#### [PROBLEM DETAILS]
Instruction for the data below: set down exactly the lines from the line with "produce wide σ." to the line with "let sq_sum: f64", inclusive, and no others.

#### [DATASET RECORDS]
++++++

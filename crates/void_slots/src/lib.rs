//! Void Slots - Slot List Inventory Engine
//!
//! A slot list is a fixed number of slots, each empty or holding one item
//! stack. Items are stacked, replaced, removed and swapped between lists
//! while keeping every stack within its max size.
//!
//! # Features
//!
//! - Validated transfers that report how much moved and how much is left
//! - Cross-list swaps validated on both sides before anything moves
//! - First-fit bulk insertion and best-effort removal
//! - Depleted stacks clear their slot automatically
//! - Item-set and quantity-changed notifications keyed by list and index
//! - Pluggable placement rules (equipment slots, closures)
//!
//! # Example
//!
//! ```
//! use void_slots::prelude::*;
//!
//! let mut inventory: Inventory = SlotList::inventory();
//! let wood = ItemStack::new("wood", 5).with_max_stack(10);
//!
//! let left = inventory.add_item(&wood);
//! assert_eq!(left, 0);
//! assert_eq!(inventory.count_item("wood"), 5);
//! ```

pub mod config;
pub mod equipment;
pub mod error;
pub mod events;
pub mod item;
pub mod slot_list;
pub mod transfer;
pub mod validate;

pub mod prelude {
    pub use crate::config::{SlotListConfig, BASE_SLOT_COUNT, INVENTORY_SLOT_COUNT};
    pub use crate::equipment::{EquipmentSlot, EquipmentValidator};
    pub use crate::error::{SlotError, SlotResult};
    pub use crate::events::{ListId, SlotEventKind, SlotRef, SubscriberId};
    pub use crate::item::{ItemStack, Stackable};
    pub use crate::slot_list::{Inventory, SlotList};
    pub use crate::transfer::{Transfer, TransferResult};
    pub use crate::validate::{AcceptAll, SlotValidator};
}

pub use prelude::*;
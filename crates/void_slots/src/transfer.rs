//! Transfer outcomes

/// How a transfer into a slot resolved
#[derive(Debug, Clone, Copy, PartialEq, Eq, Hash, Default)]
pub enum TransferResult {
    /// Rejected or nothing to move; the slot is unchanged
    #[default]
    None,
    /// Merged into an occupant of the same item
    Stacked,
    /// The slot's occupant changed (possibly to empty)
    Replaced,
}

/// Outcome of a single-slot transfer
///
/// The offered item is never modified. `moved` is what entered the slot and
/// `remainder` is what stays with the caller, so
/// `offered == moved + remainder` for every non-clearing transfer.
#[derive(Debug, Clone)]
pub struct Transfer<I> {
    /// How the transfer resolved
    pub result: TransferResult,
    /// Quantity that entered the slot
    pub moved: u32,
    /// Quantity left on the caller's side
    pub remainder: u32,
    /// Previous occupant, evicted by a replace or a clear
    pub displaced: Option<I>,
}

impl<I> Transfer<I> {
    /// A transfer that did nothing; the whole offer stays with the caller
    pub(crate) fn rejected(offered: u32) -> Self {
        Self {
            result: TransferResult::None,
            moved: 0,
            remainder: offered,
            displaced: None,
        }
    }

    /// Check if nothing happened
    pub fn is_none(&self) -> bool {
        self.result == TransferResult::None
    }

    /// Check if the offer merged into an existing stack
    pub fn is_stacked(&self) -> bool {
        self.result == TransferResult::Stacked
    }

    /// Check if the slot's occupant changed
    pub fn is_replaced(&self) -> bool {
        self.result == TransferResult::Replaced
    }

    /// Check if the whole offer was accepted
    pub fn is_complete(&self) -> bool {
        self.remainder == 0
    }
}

++++++

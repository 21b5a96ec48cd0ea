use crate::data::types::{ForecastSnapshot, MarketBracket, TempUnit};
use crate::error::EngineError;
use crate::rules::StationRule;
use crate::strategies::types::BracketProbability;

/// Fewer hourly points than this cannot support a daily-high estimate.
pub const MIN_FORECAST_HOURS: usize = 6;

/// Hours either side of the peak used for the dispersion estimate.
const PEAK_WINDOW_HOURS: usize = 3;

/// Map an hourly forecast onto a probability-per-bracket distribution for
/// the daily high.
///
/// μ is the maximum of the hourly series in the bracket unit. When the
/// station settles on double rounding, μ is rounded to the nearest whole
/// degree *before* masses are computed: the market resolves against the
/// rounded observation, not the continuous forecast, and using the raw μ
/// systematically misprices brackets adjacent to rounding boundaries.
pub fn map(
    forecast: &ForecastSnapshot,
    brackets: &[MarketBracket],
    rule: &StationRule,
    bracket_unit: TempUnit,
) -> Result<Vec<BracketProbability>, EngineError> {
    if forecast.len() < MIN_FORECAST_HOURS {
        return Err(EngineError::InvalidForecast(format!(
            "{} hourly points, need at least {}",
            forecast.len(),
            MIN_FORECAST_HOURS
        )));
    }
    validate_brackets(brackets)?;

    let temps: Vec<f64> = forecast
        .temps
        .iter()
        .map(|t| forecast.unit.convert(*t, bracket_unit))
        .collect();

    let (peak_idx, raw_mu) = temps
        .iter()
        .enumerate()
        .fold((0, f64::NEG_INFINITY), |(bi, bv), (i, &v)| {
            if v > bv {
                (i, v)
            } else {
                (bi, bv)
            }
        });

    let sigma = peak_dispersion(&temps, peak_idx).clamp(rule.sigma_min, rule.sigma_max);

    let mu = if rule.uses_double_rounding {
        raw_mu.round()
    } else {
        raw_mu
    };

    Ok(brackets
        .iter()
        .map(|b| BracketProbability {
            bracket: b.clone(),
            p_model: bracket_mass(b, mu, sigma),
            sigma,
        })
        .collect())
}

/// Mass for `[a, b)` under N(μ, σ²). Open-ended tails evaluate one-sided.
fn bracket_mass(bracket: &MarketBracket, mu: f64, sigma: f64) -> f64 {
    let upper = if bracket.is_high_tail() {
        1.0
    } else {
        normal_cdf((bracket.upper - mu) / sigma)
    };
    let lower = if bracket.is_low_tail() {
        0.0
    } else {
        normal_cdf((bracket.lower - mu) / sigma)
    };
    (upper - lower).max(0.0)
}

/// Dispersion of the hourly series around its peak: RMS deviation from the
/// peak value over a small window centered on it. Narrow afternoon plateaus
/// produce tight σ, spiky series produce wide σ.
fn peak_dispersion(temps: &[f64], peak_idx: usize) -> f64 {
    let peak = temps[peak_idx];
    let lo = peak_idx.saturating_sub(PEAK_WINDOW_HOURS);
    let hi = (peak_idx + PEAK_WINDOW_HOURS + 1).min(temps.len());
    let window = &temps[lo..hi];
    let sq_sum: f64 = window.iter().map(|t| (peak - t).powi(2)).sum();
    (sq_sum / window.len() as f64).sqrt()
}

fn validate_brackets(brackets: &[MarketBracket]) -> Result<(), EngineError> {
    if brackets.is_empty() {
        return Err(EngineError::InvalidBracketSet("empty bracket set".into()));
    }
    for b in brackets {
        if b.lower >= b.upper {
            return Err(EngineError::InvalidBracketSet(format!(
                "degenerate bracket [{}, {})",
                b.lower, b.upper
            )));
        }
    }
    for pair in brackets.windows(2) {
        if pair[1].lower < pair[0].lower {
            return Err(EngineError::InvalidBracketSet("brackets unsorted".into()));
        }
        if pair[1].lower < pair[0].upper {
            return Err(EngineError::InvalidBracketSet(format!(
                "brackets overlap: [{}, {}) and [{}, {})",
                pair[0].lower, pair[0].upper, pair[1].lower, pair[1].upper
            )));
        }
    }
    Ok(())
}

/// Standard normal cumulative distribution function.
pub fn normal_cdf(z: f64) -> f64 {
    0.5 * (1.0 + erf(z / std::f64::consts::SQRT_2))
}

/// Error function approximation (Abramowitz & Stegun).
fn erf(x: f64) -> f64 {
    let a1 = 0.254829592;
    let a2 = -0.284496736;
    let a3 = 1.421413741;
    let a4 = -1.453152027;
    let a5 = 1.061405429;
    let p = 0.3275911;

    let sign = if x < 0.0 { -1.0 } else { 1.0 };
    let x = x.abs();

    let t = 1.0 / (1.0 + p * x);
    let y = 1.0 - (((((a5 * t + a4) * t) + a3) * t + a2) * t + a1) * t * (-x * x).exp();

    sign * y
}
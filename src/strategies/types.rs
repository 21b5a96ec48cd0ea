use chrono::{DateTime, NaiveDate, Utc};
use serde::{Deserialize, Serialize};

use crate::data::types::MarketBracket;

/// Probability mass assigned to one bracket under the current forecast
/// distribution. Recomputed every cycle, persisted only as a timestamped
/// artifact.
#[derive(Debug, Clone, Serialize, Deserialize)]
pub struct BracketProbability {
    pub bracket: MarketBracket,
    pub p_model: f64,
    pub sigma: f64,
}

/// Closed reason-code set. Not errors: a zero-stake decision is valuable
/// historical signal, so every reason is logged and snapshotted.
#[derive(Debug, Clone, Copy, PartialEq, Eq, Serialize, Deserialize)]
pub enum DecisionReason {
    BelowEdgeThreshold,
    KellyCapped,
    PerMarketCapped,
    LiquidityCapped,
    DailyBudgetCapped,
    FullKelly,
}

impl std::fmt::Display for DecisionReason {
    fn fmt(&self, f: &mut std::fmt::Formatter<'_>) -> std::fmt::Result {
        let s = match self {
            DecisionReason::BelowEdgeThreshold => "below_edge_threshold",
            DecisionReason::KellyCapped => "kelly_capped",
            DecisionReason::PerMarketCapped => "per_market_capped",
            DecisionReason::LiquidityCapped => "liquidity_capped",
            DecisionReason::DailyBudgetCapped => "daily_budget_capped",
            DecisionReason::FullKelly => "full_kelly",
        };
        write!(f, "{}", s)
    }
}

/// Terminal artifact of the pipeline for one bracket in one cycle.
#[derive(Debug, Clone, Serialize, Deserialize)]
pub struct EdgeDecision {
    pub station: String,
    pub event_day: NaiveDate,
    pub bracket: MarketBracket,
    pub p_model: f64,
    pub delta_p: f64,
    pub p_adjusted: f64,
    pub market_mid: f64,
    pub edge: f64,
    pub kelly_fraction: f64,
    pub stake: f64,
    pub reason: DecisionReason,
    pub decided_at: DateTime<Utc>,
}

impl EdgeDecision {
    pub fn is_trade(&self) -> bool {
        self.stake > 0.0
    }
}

++++++

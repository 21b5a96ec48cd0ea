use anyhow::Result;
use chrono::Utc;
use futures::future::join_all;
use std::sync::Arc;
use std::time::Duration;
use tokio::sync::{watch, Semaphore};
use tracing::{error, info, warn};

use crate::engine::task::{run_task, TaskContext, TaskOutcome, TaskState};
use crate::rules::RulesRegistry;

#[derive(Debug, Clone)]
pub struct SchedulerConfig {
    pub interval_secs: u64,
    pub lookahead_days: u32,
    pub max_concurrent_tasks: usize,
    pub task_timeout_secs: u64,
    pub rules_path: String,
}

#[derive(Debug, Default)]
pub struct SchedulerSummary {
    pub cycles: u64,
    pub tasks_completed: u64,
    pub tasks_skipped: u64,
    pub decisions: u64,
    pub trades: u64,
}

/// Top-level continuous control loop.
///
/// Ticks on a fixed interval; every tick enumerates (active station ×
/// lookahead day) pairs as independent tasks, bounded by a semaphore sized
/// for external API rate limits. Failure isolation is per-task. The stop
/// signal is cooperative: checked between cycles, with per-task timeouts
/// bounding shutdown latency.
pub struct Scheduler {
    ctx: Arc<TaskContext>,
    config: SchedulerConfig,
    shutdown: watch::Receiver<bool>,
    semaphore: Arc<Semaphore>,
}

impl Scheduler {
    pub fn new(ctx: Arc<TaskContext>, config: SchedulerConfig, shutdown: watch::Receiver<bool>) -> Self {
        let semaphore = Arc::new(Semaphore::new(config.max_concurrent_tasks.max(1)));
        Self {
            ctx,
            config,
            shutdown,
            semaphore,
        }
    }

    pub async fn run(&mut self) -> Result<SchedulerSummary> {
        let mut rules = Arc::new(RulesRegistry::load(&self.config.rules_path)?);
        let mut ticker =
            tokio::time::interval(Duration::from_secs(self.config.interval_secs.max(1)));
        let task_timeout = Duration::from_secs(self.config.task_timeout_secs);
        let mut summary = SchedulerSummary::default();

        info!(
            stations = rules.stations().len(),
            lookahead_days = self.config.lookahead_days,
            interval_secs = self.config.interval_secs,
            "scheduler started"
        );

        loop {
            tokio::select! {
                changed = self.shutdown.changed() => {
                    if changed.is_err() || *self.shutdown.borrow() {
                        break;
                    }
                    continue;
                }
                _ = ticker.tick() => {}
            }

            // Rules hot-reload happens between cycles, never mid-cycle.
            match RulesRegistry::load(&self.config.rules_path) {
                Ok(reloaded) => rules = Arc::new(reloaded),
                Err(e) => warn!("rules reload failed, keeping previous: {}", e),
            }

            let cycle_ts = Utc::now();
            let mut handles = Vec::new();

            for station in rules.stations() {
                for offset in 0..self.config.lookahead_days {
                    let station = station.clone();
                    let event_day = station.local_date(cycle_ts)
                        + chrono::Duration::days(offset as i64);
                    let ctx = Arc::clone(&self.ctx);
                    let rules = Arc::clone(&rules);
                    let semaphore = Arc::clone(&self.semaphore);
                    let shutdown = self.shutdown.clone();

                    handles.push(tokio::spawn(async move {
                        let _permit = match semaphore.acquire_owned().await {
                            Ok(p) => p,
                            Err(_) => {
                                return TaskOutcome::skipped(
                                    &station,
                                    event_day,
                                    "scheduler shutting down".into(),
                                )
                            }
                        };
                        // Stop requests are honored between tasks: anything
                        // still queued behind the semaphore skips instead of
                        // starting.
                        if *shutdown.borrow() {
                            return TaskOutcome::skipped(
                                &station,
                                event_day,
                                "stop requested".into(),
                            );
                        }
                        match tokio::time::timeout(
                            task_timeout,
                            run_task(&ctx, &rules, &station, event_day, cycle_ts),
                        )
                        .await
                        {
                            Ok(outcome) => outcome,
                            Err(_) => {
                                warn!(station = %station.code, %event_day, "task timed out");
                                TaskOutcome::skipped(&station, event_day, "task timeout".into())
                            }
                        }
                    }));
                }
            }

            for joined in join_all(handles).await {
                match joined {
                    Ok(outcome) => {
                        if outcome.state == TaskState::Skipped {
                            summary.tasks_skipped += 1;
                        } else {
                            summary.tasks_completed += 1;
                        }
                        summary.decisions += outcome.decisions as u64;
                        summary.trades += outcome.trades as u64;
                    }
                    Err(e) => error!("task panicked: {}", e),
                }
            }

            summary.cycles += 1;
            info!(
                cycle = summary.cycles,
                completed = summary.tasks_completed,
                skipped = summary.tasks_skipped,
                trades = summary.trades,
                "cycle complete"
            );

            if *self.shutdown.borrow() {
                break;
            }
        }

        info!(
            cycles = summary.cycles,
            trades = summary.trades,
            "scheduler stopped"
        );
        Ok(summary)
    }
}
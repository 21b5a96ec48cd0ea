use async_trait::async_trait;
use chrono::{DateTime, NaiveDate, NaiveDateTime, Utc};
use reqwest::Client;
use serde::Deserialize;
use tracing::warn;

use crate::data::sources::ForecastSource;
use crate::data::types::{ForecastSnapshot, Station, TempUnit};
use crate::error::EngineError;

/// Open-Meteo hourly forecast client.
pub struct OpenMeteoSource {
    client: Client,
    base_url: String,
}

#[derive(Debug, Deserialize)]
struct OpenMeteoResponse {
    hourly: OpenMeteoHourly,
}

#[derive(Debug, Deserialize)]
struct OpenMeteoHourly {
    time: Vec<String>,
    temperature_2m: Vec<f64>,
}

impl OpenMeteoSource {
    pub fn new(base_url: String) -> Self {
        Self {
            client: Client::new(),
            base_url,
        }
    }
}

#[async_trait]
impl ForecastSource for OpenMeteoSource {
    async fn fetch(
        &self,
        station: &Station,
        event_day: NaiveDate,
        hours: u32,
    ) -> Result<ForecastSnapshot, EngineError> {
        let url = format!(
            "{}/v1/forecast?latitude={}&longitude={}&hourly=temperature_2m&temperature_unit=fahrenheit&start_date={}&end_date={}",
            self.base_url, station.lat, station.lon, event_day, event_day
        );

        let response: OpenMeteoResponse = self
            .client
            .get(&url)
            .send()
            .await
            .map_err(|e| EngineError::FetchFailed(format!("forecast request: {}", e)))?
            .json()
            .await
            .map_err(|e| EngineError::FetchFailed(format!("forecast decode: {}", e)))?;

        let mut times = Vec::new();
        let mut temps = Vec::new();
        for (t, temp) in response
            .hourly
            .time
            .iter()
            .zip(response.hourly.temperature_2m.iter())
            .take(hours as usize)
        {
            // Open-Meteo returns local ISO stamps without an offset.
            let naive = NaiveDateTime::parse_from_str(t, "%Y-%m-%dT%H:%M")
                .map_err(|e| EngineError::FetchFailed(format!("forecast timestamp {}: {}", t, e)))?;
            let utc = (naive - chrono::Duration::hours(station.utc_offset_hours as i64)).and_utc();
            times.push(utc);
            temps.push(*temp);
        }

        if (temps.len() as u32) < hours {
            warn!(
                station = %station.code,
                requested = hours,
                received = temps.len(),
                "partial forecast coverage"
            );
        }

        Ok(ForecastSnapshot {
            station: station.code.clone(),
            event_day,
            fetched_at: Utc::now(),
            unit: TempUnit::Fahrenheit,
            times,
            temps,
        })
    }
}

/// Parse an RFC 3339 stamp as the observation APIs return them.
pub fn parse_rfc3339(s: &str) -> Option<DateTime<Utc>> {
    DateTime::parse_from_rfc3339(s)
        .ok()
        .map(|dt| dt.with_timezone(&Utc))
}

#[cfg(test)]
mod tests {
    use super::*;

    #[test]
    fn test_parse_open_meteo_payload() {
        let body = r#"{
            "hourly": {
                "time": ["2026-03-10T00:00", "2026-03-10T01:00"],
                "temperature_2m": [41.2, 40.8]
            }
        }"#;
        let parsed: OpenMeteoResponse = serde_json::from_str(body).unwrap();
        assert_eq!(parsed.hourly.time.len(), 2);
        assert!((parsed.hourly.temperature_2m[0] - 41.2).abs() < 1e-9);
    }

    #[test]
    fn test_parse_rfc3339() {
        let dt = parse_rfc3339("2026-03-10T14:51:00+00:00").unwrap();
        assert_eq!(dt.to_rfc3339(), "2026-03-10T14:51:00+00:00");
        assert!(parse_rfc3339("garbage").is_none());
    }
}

++++++

#### [EXERCISE OUTPUT]
/// produce tight σ, spiky series produce wide σ.
fn peak_dispersion(temps: &[f64], peak_idx: usize) -> f64 {
    let peak = temps[peak_idx];
    let lo = peak_idx.saturating_sub(PEAK_WINDOW_HOURS);
    let hi = (peak_idx + PEAK_WINDOW_HOURS + 1).min(temps.len());
    let window = &temps[lo..hi];
    let sq_sum: f64 = window.iter().map(|t| (peak - t).powi(2)).sum();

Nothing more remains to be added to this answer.